What to do »
Scan the material for the string "entries" and copy out every line in which it occurs.

-- -- --

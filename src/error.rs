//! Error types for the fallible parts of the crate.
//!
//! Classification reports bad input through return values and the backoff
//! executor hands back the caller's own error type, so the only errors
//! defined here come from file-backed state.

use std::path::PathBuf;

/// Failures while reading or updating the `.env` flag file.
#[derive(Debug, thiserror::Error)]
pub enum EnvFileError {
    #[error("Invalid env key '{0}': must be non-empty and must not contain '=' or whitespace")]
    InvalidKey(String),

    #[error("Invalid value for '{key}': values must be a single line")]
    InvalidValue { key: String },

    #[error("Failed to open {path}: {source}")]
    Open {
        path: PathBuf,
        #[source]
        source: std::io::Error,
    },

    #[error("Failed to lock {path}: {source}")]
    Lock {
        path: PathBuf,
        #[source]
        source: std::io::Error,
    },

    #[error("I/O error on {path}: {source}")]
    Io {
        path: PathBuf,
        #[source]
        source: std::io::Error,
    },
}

-- -- --

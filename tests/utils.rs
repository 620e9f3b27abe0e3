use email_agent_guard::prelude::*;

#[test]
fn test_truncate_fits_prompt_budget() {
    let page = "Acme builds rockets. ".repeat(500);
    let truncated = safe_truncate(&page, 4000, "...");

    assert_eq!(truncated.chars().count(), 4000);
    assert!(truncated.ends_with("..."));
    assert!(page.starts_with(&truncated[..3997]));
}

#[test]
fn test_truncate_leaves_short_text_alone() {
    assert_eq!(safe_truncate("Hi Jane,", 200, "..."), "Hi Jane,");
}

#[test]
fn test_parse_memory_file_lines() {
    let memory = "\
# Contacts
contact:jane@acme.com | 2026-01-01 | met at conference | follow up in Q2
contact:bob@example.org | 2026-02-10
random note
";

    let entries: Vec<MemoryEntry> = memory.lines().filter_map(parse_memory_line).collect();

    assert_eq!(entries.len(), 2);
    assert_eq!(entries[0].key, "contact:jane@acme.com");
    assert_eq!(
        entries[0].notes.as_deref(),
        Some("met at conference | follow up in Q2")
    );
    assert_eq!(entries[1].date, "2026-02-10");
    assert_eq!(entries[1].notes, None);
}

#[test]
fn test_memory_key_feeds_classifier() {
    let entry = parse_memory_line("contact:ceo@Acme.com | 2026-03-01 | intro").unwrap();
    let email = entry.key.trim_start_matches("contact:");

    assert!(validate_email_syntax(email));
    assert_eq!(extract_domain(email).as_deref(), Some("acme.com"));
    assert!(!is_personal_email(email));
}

-- -- --

Response »
    let entries: Vec<MemoryEntry> = memory.lines().filter_map(parse_memory_line).collect();
    assert_eq!(entries.len(), 2);
    assert_eq!(entries[0].key, "contact:jane@acme.com");
        entries[0].notes.as_deref(),
    assert_eq!(entries[1].date, "2026-02-10");
    assert_eq!(entries[1].notes, None);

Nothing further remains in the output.